寝る前のお酒のメリット? 不眠解消法の3割を飲酒が占める日本人
あまり知られていないようですが、日本人は世界一寝酒好きな民族のようです
アルコールには、不安を減らしたり、気持ちを落ち着けて眠りに誘ったりする働きがあります。そのため、世界各地で眠る前にお酒を飲む風習があるようです。欧米では、寝酒としてリキュールや蒸留酒などアルコール度数が高いものが好まれ、寝酒そのものを意味する「ナイト・キャップ」というカクテルまであります。
そして世界的に見ても、日本は特に寝酒が好まれているようです。欧米やアジアの10カ国を比較した調査では、日本人は不眠のために医療機関を受診する割合が極端に少なく、そのかわり不眠を解消するためにアルコールを摂取する割合がダントツに高く、3割を占めるという報告があります。
久留米大学病院の睡眠障害外来を受診した50歳以上の不眠症患者さんのうち、実に8割以上が睡眠薬代わりにお酒を飲んでいた、という調査結果もあります。どうやら日本人には「睡眠薬よりお酒のほうが安全」という思い込みがあるようですが、それは本当でしょうか?
寝る前のお酒のメリット・デメリット…寝つきはよくなるが、睡眠の質は下がる
寝酒を続けていると、アルコール中毒になる危険があります
少量のアルコールを飲むと、寝つきが良くなるのは事実です。アルコールは脳の中で、興奮系の神経伝達物質であるグルタミン酸の働きを抑え、抑制系の神経伝達物質であるギャバの受容体を刺激することで、鎮静や催眠の作用を発揮します。この効果のために、昔から世界中で寝酒が愛好されてきました。
ところが、アルコールは量が増えると、睡眠の質を悪くしてしまいます。体重1kgあたり1gほどの中等量のアルコールでは、睡眠前半の深い睡眠が増えますが、後半には浅い睡眠が増え、夜中に目覚めやすくなります。
さらに、多量のアルコールを毎日飲み続けていると、はじめにあった催眠効果が次第に弱まり、アルコールに対する耐性ができてしまいます。数日後には、飲み始める前よりも睡眠時間が短くなるため、睡眠時間を確保しようとしてお酒の量が増えてしまい、結果としてアルコール依存症になるリスクが高まります。
しばらくお酒を毎日飲んだあと、「これではいけない」と思って急に飲酒を中断すると、一時的に不眠がひどくなります。
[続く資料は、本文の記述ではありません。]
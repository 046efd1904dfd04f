//! Detector output → page-space [`LayoutItem`]s.
//!
//! ## Rule Order
//!
//! 1. Drop detections below the score threshold (and non-finite scores)
//! 2. Undo the letterbox: subtract padding, divide by scale, clip to page
//! 3. Drop boxes that collapsed to zero area
//! 4. Resolve the class id through the [`LabelTable`]
//! 5. Class-wise non-maximum suppression
//!
//! Filtering before NMS keeps the quadratic suppression loop small; the
//! inverse mapping runs before NMS so IoU is measured in page pixels.

use crate::config::PostprocessConfig;
use crate::labels::LabelTable;
use crate::pipeline::preprocess::PreprocessMeta;
use crate::types::{BBox, LayoutItem};
use serde::{Deserialize, Serialize};
use std::cmp::Ordering;
use tracing::{debug, warn};

/// One raw detector output row, in canvas coordinates.
#[derive(Debug, Clone, Copy, PartialEq, Serialize, Deserialize)]
pub struct RawDetection {
    pub class_id: usize,
    pub score: f32,
    pub x1: f32,
    pub y1: f32,
    pub x2: f32,
    pub y2: f32,
}

impl RawDetection {
    /// Decode a flat `[x1, y1, x2, y2, score, class_id]` row buffer.
    ///
    /// A trailing partial row is ignored. Negative or non-finite class ids
    /// are skipped.
    pub fn from_rows(data: &[f32]) -> Vec<RawDetection> {
        data.chunks_exact(6)
            .filter(|row| row[5].is_finite() && row[5] >= 0.0)
            .map(|row| RawDetection {
                x1: row[0],
                y1: row[1],
                x2: row[2],
                y2: row[3],
                score: row[4],
                class_id: row[5] as usize,
            })
            .collect()
    }

    fn bbox(&self) -> BBox {
        BBox::new(self.x1, self.y1, self.x2, self.y2)
    }
}

/// Turn raw detections into ordered page-space layout items.
///
/// Output: classes in ascending class-id order, each score-descending.
pub fn postprocess(
    detections: &[RawDetection],
    meta: &PreprocessMeta,
    labels: &LabelTable,
    config: &PostprocessConfig,
) -> Vec<LayoutItem> {
    let mut candidates: Vec<(usize, LayoutItem)> = Vec::with_capacity(detections.len());

    for det in detections {
        if !det.score.is_finite() || det.score < config.score_threshold {
            continue;
        }
        let bbox = meta.to_original(&det.bbox());
        if !bbox.is_valid() {
            debug!("Dropping degenerate detection {:?}", det);
            continue;
        }
        let Some(name) = labels.class_name(det.class_id) else {
            warn!(
                "Detection class id {} outside the {}-entry label table; dropped",
                det.class_id,
                labels.len()
            );
            continue;
        };
        candidates.push((det.class_id, LayoutItem::new(bbox, name, det.score)));
    }

    // Stable: first appearance of each class in NMS follows class id order.
    candidates.sort_by_key(|(class_id, _)| *class_id);
    let before = candidates.len();
    let kept = non_max_suppression(
        candidates.into_iter().map(|(_, item)| item).collect(),
        config.iou_threshold,
    );

    debug!(
        "Postprocess: {} raw → {} above threshold → {} after NMS",
        detections.len(),
        before,
        kept.len()
    );
    kept
}

/// Class-wise non-maximum suppression.
///
/// Items are grouped by `class_name` (groups ordered by first appearance),
/// each group sorted by score descending (stable), and an item is kept only
/// if its IoU with every already-kept item of its group is at most
/// `iou_threshold`. A threshold of 1.0 keeps everything; 0.0 keeps one item
/// per cluster of mutually overlapping boxes. Applying the function to its
/// own output returns it unchanged.
pub fn non_max_suppression(items: Vec<LayoutItem>, iou_threshold: f32) -> Vec<LayoutItem> {
    let mut groups: Vec<(String, Vec<LayoutItem>)> = Vec::new();
    for item in items {
        match groups.iter_mut().find(|(name, _)| *name == item.class_name) {
            Some((_, members)) => members.push(item),
            None => groups.push((item.class_name.clone(), vec![item])),
        }
    }

    let mut out = Vec::new();
    for (_, mut members) in groups {
        members.sort_by(|a, b| b.score.partial_cmp(&a.score).unwrap_or(Ordering::Equal));

        let mut keep: Vec<LayoutItem> = Vec::with_capacity(members.len());
        for candidate in members {
            if keep
                .iter()
                .all(|k| k.bbox.iou(&candidate.bbox) <= iou_threshold)
            {
                keep.push(candidate);
            }
        }
        out.extend(keep);
    }
    out
}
このときも正しい不眠治療のために、医療機関を受診すればよいのですが、「時間がない」とか「面倒だ」などと思っていると、再びアルコールに依存した生活に陥ってしまいます。
アルコールの飲みすぎが招く睡眠中の頻尿といびき
ビールの飲みすぎで夜中にトイレへ……。睡眠の質が悪くなってしまいます
通常、眠っている間には、おしっこが作られないようにするためのホルモン(抗利尿ホルモン)が分泌されます。しかし、アルコールはこのホルモンの働きを邪魔してしまうため、眠っているうちにもだんだんおしっこが溜まります。睡眠の後半になると、眠り自体が浅くなるので、トイレへ行くために目が覚め、睡眠が分断されてしまうのです。
また、アルコールは舌の筋肉を麻痺させるので、仰向けで眠ったときに舌がのどに落ち込みやすくなります。さらに、鼻の血行が良くなりすぎて、粘膜が腫れて鼻が詰まります。これらが合わさって、鼻からのどにかけての空気の通り道が狭くなり、いびきをかきやすくなります。いびきをかいているときは、体に酸素を十分に取り込めないので、睡眠が浅くなり中途覚醒が増え、熟睡感が減ってしまいます。
日本酒・ビール・ワインなどお酒の適量目安と休肝日のススメ
アルコールには、ストレスを解消して気分をリラックスさせ、親密な人間関係を作るきっかけとなる効果があります。ですから、飲み方に気をつければ、人生に彩りを加えてくれるはずです。寝つくときにアルコールの血中濃度がゼロであれば、少なくともアルコールの悪影響は防げます。体重60kgの健康な男性の場合、眠る3時間前までに日本酒なら1合、 ビールならロング缶1本、ワインならグラス2杯を限度として楽しみましょう。高齢者や女性の場合は成人男性よりもアルコールの分解能力が弱い傾向があるため、この半分ぐらいが適量とされています。
少なくとも眠るための寝酒はやめて、夕食のときに晩酌としてお酒をたしなむのが良いようです。また、アルコール分解で負担のかかる肝臓のために、週1~2日はお酒を飲まない休肝日を作っておきましょう。